文章目录
  1. 1. 题意描述
  2. 2. 题意翻译:
  3. 3. 思路:
  4. 4. 代码参考:

题意描述

We have some permutation A of [0, 1, …, N - 1], where N is the length of A.

The number of (global) inversions is the number of i < j with 0 <= i < j < N and A[i] > A[j].

The number of local inversions is the number of i with 0 <= i < N and A[i] > A[i+1].

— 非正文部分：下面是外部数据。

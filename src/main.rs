//! CLI entry point for the netload binary.
//!
//! The core returns typed [`FetchError`] values; this is the only place a
//! process exit happens, mapping the outcome to an exit code.

use std::path::PathBuf;
use std::process::ExitCode;
use std::time::{Duration, Instant};

use clap::Parser;
use netload::fetch::constants::DEFAULT_MAX_REDIRECTS;
use netload::{DownloadPlan, FetchError, Resolved, derive_filename, format_size};
use reqwest::header::CONTENT_TYPE;
use tracing::{debug, error, info};

mod cli;

use cli::Args;

#[tokio::main]
async fn main() -> ExitCode {
    // Parse CLI arguments first (before tracing, so --help works without logs)
    let args = Args::parse();

    init_tracing(&args);
    debug!(?args, "CLI arguments parsed");

    let Some(url) = args.url.clone() else {
        info!("no URL given; nothing to do");
        info!("example: netload https://example.com/file.pdf");
        return ExitCode::SUCCESS;
    };

    match run(&url, &args).await {
        Ok(()) => ExitCode::SUCCESS,
        Err(err) => {
            error!(error = %err, "fetch failed");
            ExitCode::FAILURE
        }
    }
}

/// Initializes tracing on stdout, honoring `-v`/`-q` with `RUST_LOG`
/// taking precedence.
fn init_tracing(args: &Args) {
    let default_level = if args.quiet {
        "error"
    } else {
        match args.verbose {
            0 => "info",
            1 => "debug",
            _ => "trace",
        }
    };

    let filter = tracing_subscriber::EnvFilter::try_from_default_env()
        .unwrap_or_else(|_| tracing_subscriber::EnvFilter::new(default_level));

    tracing_subscriber::fmt()
        .with_env_filter(filter)
        .with_writer(std::io::stdout)
        .init();
}

/// Resolves the URL, derives the destination, and streams the body.
async fn run(url: &str, args: &Args) -> Result<(), FetchError> {
    let started = Instant::now();
    let timeout = Duration::from_secs_f64(args.timeout);

    let Resolved { target, response } =
        netload::resolve(url, timeout, DEFAULT_MAX_REDIRECTS).await?;

    let plan = DownloadPlan::from_response(&response);
    println!("File size: {}", plan.total.human_readable());

    let dest = match &args.output {
        Some(path) => path.clone(),
        None => {
            let content_type = response
                .headers()
                .get(CONTENT_TYPE)
                .and_then(|value| value.to_str().ok())
                .map(str::to_owned);
            PathBuf::from(derive_filename(&target, content_type.as_deref()))
        }
    };
    debug!(dest = %dest.display(), "destination resolved");

    let bytes = netload::stream_to_file(response, &dest, &plan).await?;

    println!(
        "Downloaded {} in {:.2} seconds.",
        format_size(bytes),
        started.elapsed().as_secs_f64()
    );
    println!("File '{}' saved.", dest.display());

    Ok(())
}
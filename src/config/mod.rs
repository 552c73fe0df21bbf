//! Loadable settings for agents.
//!
//! ```rust,no_run
//! use agent_middleware::config::Settings;
//!
//! # fn example() -> Result<(), Box<dyn std::error::Error>> {
//! let settings = Settings::from_env("AGENT_")?;
//! let json = Settings::from_json_str(r#"{"recursion_limit": 10}"#)?;
//! # Ok(())
//! # }
//! ```

pub mod env;
pub mod settings;

pub use env::EnvConfigProvider;
pub use settings::{FailureMode, RetrySettings, Settings};

use thiserror::Error;

/// Errors that can occur while loading settings
#[derive(Error, Debug)]
pub enum ConfigError {
    /// Invalid configuration value
    #[error("Invalid value for {key}: {message}")]
    InvalidValue {
        /// The key with invalid value
        key: String,
        /// Error message
        message: String,
    },

    /// Serialization/deserialization error
    #[error("Serialization error: {0}")]
    Serialization(#[from] serde_json::Error),

    /// Environment variable error
    #[error("Environment error: {0}")]
    Env(#[from] std::env::VarError),
}

impl ConfigError {
    pub fn invalid(key: impl Into<String>, message: impl Into<String>) -> Self {
        ConfigError::InvalidValue {
            key: key.into(),
            message: message.into(),
        }
    }
}

/// Result type for configuration operations
pub type ConfigResult<T> = std::result::Result<T, ConfigError>;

Return true if and only if the number of global inversions is equal to the number of local inversions.

Example 1:

Input: A = [1,0,2]

Output: true

Explanation: There is 1 global inversion, and 1 local inversion.

Example 2:

Input: A = [1,2,0]

Output: false

Explanation: There are 2 global inversions, and 1 local inversion.

Note:

1、A will be a permutation of [0, 1, …, A.length - 1].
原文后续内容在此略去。